• **Problem to work on**
Go through the records and copy each line where the word "ArrayD" occurs.
*** Data ***
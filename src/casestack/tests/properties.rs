// Copyright 2026 The Simlin Authors. All rights reserved.
// Use of this source code is governed by the Apache License,
// Version 2.0, that can be found in the LICENSE file.

//! Property-based tests for master assembly.
//!
//! These tests verify that:
//! 1. The master structure has one leading dimension per factor, sized by
//!    the number of factor values, followed by the per-case dimensions
//! 2. Selecting a combination back out of the master gives the original
//!    per-case data
//! 3. Reordering factors permutes the leading axes of the master

use ndarray::{ArrayD, IxDyn};
use proptest::prelude::*;

use casestack::{CaseData, DataArray, Dataset, Experiment, Factor, assemble, decompose};

fn design_strategy() -> impl Strategy<Value = (Vec<usize>, Vec<usize>)> {
    (
        prop::collection::vec(1usize..4, 1..4),
        prop::collection::vec(1usize..4, 0..3),
    )
}

fn experiment(levels: &[usize]) -> Experiment {
    let factors = levels
        .iter()
        .enumerate()
        .map(|(i, n)| Factor::new(&format!("f{i}"), &format!("Factor {i}"), 0..*n as i64))
        .collect();
    Experiment::new("prop", factors).unwrap()
}

fn case_array(k: usize, trailing: &[usize]) -> DataArray {
    let len: usize = trailing.iter().product();
    let values: Vec<f64> = (0..len).map(|j| (k * 100 + j) as f64).collect();
    let dims: Vec<String> = (0..trailing.len()).map(|i| format!("d{i}")).collect();
    let dims: Vec<&str> = dims.iter().map(|d| d.as_str()).collect();
    DataArray::new(
        "v",
        &dims,
        ArrayD::from_shape_vec(IxDyn(trailing), values).unwrap(),
    )
    .unwrap()
}

fn case_data(exp: &Experiment, trailing: &[usize]) -> CaseData {
    exp.all_combinations()
        .enumerate()
        .map(|(k, combination)| (combination, Dataset::from(case_array(k, trailing))))
        .collect()
}

proptest! {
    #[test]
    fn master_has_leading_factor_dims((levels, trailing) in design_strategy()) {
        let exp = experiment(&levels);
        let master = assemble(&exp, &case_data(&exp, &trailing), &[]).unwrap();
        let da = master.as_array().unwrap();

        let expected: Vec<usize> = levels.iter().chain(trailing.iter()).cloned().collect();
        prop_assert_eq!(&expected[..], da.values().shape());
        prop_assert_eq!(levels.len() + trailing.len(), da.dims().len());
        for (i, name) in exp.factor_names().into_iter().enumerate() {
            prop_assert_eq!(name, da.dims()[i].as_str());
            prop_assert!(da.coords.contains_key(name));
        }
    }

    #[test]
    fn decompose_inverts_assemble((levels, trailing) in design_strategy()) {
        let exp = experiment(&levels);
        let data = case_data(&exp, &trailing);
        let master = assemble(&exp, &data, &[]).unwrap();
        let cases = decompose(&exp, &master).unwrap();

        prop_assert_eq!(exp.n_combinations(), cases.len());
        for combination in exp.all_combinations() {
            let original = data.dataset(&combination).unwrap().as_array().unwrap();
            let recovered = cases.dataset(&combination).unwrap().as_array().unwrap();
            prop_assert_eq!(original.values(), recovered.values());
            prop_assert_eq!(original.dims(), recovered.dims());
        }
    }

    #[test]
    fn factor_order_permutes_axes(first in 1usize..4, second in 1usize..4) {
        let forward = experiment(&[first, second]);
        let data = case_data(&forward, &[]);

        let backward = Experiment::new(
            "prop",
            vec![
                forward.factors()[1].clone(),
                forward.factors()[0].clone(),
            ],
        )
        .unwrap();
        let swapped: CaseData = forward
            .all_combinations()
            .map(|combination| {
                let ds = data.dataset(&combination).unwrap().clone();
                (combination.into_iter().rev().collect(), ds)
            })
            .collect();

        let a = assemble(&forward, &data, &[]).unwrap();
        let b = assemble(&backward, &swapped, &[]).unwrap();
        let a = a.as_array().unwrap().values();
        let b = b.as_array().unwrap().values();
        prop_assert_eq!(a.t(), b.view());
    }
}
*** End of Data ***
• **Solution to this exercise**
use ndarray::{ArrayD, IxDyn};
        ArrayD::from_shape_vec(IxDyn(trailing), values).unwrap(),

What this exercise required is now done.